NYC Council unveils details on gun-free zones in Times Square


NEW YORK — With New York’s new concealed weapons laws set to go into effect Thursday, the City Council has revealed the boundaries in Times Square that will be designated as gun-free zones.

As CBS2’s Marcia Kramer reported Tuesday, the zones will encompass a wide swath of the Broadway area.

Ever since the Supreme Court struck down New York State’s concealed carry law there has been intense discussion about how to protect Times Square, an iconic tourist destination that attracts hundreds of thousands of people every single day.

We now know that guns will not only be banned from the so-called “Crossroads of the World,” but many of the side streets where theaters and restaurants abound.

“The gun violence epidemic has worsened in recent years throughout the country and New York City has not evaded this crisis,” Council Speaker Adrienne Adams said.

READ MOREThousands rush to apply for gun permits in New York days before “good moral character” requirement takes effect  

Adams explained the need to keep guns out of the area.
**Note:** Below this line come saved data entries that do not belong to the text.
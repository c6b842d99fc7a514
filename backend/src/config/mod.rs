//! Central module for application-wide configuration settings.
//!
//! This module handles loading and managing configuration parameters such as
//! the database URL, server port, token signing secret and lifetime, and the
//! browser origin allowed to call the API.

use anyhow::{Context, Result, bail, ensure};
use chrono::Duration;
use std::env;

const MIN_BCRYPT_COST: u32 = 4;
const MAX_BCRYPT_COST: u32 = 31;
const MAX_JWT_EXPIRATION_SECONDS: u64 = 100 * 365 * 24 * 60 * 60;

#[derive(Debug, Clone)]
pub struct Config {
    pub database_url: String,
    pub max_connections: u32,
    pub acquire_timeout_seconds: u64,
    pub jwt_secret: String,
    pub jwt_expires_in: Duration,
    pub bcrypt_cost: u32,
    pub server_port: u16,
    pub cors_origin: String,
}

impl Config {
    /// Loads configuration from environment variables, reading `.env` first.
    pub fn from_env() -> Result<Self> {
        dotenvy::dotenv().ok();
        Self::from_lookup(|key| env::var(key).ok())
    }

    /// Builds the configuration from any key lookup.
    pub fn from_lookup<F>(lookup: F) -> Result<Self>
    where
        F: Fn(&str) -> Option<String>,
    {
        let database_url = lookup("DATABASE_URL").context("DATABASE_URL not set")?;

        let max_connections = lookup("DB_MAX_CONNECTIONS")
            .unwrap_or_else(|| "5".to_string())
            .parse::<u32>()
            .context("DB_MAX_CONNECTIONS must be a valid number")?;

        let acquire_timeout_seconds = lookup("DB_ACQUIRE_TIMEOUT_SECONDS")
            .unwrap_or_else(|| "3".to_string())
            .parse::<u64>()
            .context("DB_ACQUIRE_TIMEOUT_SECONDS must be a valid number")?;

        let jwt_secret = lookup("JWT_SECRET").context("JWT_SECRET not set")?;
        ensure!(!jwt_secret.is_empty(), "JWT_SECRET must not be empty");

        let jwt_expiration = lookup("JWT_EXPIRATION").unwrap_or_else(|| "1h".to_string());
        let jwt_expires_in_seconds = parse_expiration(&jwt_expiration)
            .context("JWT_EXPIRATION must be a duration such as 3600, 30m, 1h or 7d")?;
        ensure!(
            jwt_expires_in_seconds <= MAX_JWT_EXPIRATION_SECONDS,
            "JWT_EXPIRATION must be at most {} seconds",
            MAX_JWT_EXPIRATION_SECONDS
        );
        let jwt_expires_in = Duration::seconds(jwt_expires_in_seconds as i64);

        let bcrypt_cost = lookup("BCRYPT_COST")
            .unwrap_or_else(|| "10".to_string())
            .parse::<u32>()
            .context("BCRYPT_COST must be a valid number")?;
        ensure!(
            (MIN_BCRYPT_COST..=MAX_BCRYPT_COST).contains(&bcrypt_cost),
            "BCRYPT_COST must be between {} and {}",
            MIN_BCRYPT_COST,
            MAX_BCRYPT_COST
        );

        let server_port = lookup("SERVER_PORT")
            .unwrap_or_else(|| "5000".to_string())
            .parse::<u16>()
            .context("SERVER_PORT must be a valid number")?;

        let cors_origin =
            lookup("CORS_ORIGIN").unwrap_or_else(|| "http://localhost:3000".to_string());

        Ok(Config {
            database_url,
            max_connections,
            acquire_timeout_seconds,
            jwt_secret,
            jwt_expires_in,
            bcrypt_cost,
            server_port,
            cors_origin,
        })
    }
}

/// Parses a token lifetime such as `3600`, `90s`, `30m`, `1h`, `2 days`
/// into seconds. A bare number is taken as seconds.
pub fn parse_expiration(value: &str) -> Result<u64> {
    let value = value.trim();
    let split = value
        .find(|c: char| !c.is_ascii_digit())
        .unwrap_or(value.len());
    let (amount, unit) = value.split_at(split);

    let amount = amount
        .parse::<u64>()
        .with_context(|| format!("invalid expiration '{}'", value))?;

    let multiplier: u64 = match unit.trim().to_ascii_lowercase().as_str() {
        "" | "s" | "sec" | "secs" | "second" | "seconds" => 1,
        "m" | "min" | "mins" | "minute" | "minutes" => 60,
        "h" | "hr" | "hrs" | "hour" | "hours" => 60 * 60,
        "d" | "day" | "days" => 24 * 60 * 60,
        "w" | "week" | "weeks" => 7 * 24 * 60 * 60,
        other => bail!("unknown expiration unit '{}'", other),
    };

    ensure!(amount > 0, "expiration must be greater than zero");

    amount
        .checked_mul(multiplier)
        .with_context(|| format!("expiration '{}' is too large", value))
}
//! Response envelope shared by all API handlers.
//!
//! Successful requests answer `200` with `{ "data": ... }`; every failure,
//! whatever its cause, answers `400` with `{ "error": "<message>" }`.

use axum::{http::StatusCode, response::Json as ResponseJson};
use serde::Serialize;

/// Standard API response wrapper for all endpoints
#[derive(Debug, Serialize)]
pub struct ApiResponse<T> {
    /// Response data (present on success)
    #[serde(skip_serializing_if = "Option::is_none")]
    pub data: Option<T>,
    /// Human-readable message (present on failure)
    #[serde(skip_serializing_if = "Option::is_none")]
    pub error: Option<String>,
}

pub type ErrorResponse = (StatusCode, ResponseJson<ApiResponse<()>>);

pub type HandlerResult<T> = Result<ResponseJson<ApiResponse<T>>, ErrorResponse>;

impl<T> ApiResponse<T> {
    pub fn success(data: T) -> Self {
        Self {
            data: Some(data),
            error: None,
        }
    }
}

impl ApiResponse<()> {
    pub fn error(message: impl Into<String>) -> Self {
        Self {
            data: None,
            error: Some(message.into()),
        }
    }
}

/// 200 with the data envelope
pub fn send_success<T>(data: T) -> HandlerResult<T> {
    Ok(ResponseJson(ApiResponse::success(data)))
}

/// 400 with the error envelope
pub fn send_error<T>(message: impl Into<String>) -> HandlerResult<T> {
    Err((
        StatusCode::BAD_REQUEST,
        ResponseJson(ApiResponse::error(message)),
    ))
}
She revealed for the first time the boundaries of the new Times Square “sensitive area,” enacted by the Legislature to increase public safety after the Supreme Court made it easier for New Yorkers to get legal permits to carry concealed weapons.

The new zone includes a wide rectangle from 40th Street to 53rd Street between Sixth Avenue and Eighth Avenue. Guns will also be banned from 40th Street to 48th Street between Eighth Avenue and Ninth Avenue.
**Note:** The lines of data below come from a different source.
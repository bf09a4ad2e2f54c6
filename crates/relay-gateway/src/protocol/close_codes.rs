//! WebSocket close codes
//!
//! Gateway-specific close codes the peer may send when it drops a connection.

use serde::{Deserialize, Serialize};

/// Gateway WebSocket close codes
#[derive(Debug, Clone, Copy, PartialEq, Eq, Hash, Serialize, Deserialize)]
#[repr(u16)]
pub enum CloseCode {
    /// Unknown error occurred
    UnknownError = 4000,
    /// Invalid opcode sent
    UnknownOpcode = 4001,
    /// Invalid payload encoding
    DecodeError = 4002,
    /// Sent payload before Identify
    NotAuthenticated = 4003,
    /// Invalid token provided
    AuthenticationFailed = 4004,
    /// Sent Identify twice
    AlreadyAuthenticated = 4005,
    /// Invalid sequence number for Resume
    InvalidSequence = 4007,
    /// Too many requests (rate limited)
    RateLimited = 4008,
    /// Session has timed out
    SessionTimedOut = 4009,
    /// Invalid shard configuration
    InvalidShard = 4010,
    /// Sharding is required
    ShardingRequired = 4011,
    /// Invalid/outdated API version
    InvalidApiVersion = 4012,
    /// Invalid intents bitfield
    InvalidIntents = 4013,
    /// Intents the account is not allowed to use
    DisallowedIntents = 4014,
}

impl CloseCode {
    /// Create a `CloseCode` from a raw u16 value
    #[must_use]
    pub fn from_u16(value: u16) -> Option<Self> {
        match value {
            4000 => Some(Self::UnknownError),
            4001 => Some(Self::UnknownOpcode),
            4002 => Some(Self::DecodeError),
            4003 => Some(Self::NotAuthenticated),
            4004 => Some(Self::AuthenticationFailed),
            4005 => Some(Self::AlreadyAuthenticated),
            4007 => Some(Self::InvalidSequence),
            4008 => Some(Self::RateLimited),
            4009 => Some(Self::SessionTimedOut),
            4010 => Some(Self::InvalidShard),
            4011 => Some(Self::ShardingRequired),
            4012 => Some(Self::InvalidApiVersion),
            4013 => Some(Self::InvalidIntents),
            4014 => Some(Self::DisallowedIntents),
            _ => None,
        }
    }

    /// Get the raw u16 value
    #[must_use]
    pub const fn as_u16(self) -> u16 {
        self as u16
    }

    /// Check if the client may reconnect after this close code
    #[must_use]
    pub const fn should_reconnect(self) -> bool {
        !matches!(
            self,
            Self::AuthenticationFailed
                | Self::InvalidShard
                | Self::ShardingRequired
                | Self::InvalidApiVersion
                | Self::InvalidIntents
                | Self::DisallowedIntents
        )
    }

    /// Check if the session is gone and the next handshake must Identify
    #[must_use]
    pub const fn invalidates_session(self) -> bool {
        matches!(self, Self::InvalidSequence | Self::SessionTimedOut)
    }

    /// Get the description for this close code
    #[must_use]
    pub const fn description(self) -> &'static str {
        match self {
            Self::UnknownError => "Unknown error occurred",
            Self::UnknownOpcode => "Invalid opcode sent",
            Self::DecodeError => "Invalid payload encoding",
            Self::NotAuthenticated => "Not authenticated",
            Self::AuthenticationFailed => "Authentication failed",
            Self::AlreadyAuthenticated => "Already authenticated",
            Self::InvalidSequence => "Invalid sequence number",
            Self::RateLimited => "Rate limited",
            Self::SessionTimedOut => "Session timed out",
            Self::InvalidShard => "Invalid shard configuration",
            Self::ShardingRequired => "Sharding required",
            Self::InvalidApiVersion => "Invalid API version",
            Self::InvalidIntents => "Invalid intents",
            Self::DisallowedIntents => "Disallowed intents",
        }
    }
}

impl std::fmt::Display for CloseCode {
    fn fmt(&self, f: &mut std::fmt::Formatter<'_>) -> std::fmt::Result {
        write!(f, "{} ({})", self.description(), self.as_u16())
    }
}

impl From<CloseCode> for u16 {
    fn from(code: CloseCode) -> Self {
        code.as_u16()
    }
}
Speaker Adams said she hoped the new zone “will help to stem any increased gun violence in our city. It’s important to acknowledge that legal and illegal guns alike cause violence.”

Officials say the need to protect Times Square, which in 2017 was the site of a car attack that killed one and injured 20, is paramount. It is not only an iconic symbol of New York City, but it is also filled with people, with 50 million tourists coming annually and 360,000 pedestrians passing through daily.

“Times Square is a dense, complex and highly trafficked area and the state and the city are right to act to protect this iconic piece of New York City,” said Robert Barrows, executive director of the NYPD‘s Legal Operations and Projects.

Watch Marcia Kramer’s report


Details unveiled on gun-free zones in Times Square

03:13

City officials have already started warning people in Times Square that the area is a gun-free zone. Department of Transportation trucks with electric signs point out that anyone who brings a weapon to Times Square can be charged with a Class E felony, which is punishable by up to four years in jail.

There will also be posted warning signs.

“The signage will be placed at every entry point in the zone. There will be two signs on each side. This will be temporary. More permanent signage will be installed,” Barrows said.

And although there have been numerous news reports about the Supreme Court decision and the actions taken to blunt some of its effects, City Council members complained about the new rules going into effect so quickly.

“It is unfair not to have a grace period because the education portion of it can certainly not get out quickly enough for Sept. 1.,” Councilwoman Joann Ariola of Queens said.

“This feels very surreal to me, that we’re talking about a New York where people are going to be allowed to carry handguns in their pocket,” Councilmember Erik Bottcher said.

Many New Yorkers who spoke to CBS2’s Dick Brennan seem to support new restrictions on guns.

“Just police should have guns on the subway,” Astoria resident Savannah Flores said.

Bronx resident Efraim Hernandez said in churches, “I would not like to see a few people with guns on them.”

“Why should anyone without a permit for a gun be able to carry a gun to a school? That makes no sense,” Midtown resident Lance Car said.

But not everyone thinks the move to ban guns is an open-and-shut case.

“I mean, it honestly depends. It’s a 50/50 because some people might feel safe with the guns, some people might not feel safe,” East Flatbush resident Kayla Jarzine said.

“I think there are cases when there is a chance where there’s a good guy with a gun … But at the same time, you also have people who are criminals or maybe don’t have the best intentions,” Midtown East resident Dylan Darling said.

Both Gov. Kathy Hochul and Mayor Eric Adams are expected to hold news conferences Wednesday to highlight the new rules.

Times Square will not be the only “sensitive area.” Subways, schools, houses of worship, and other locations will also be designated as gun-free zones.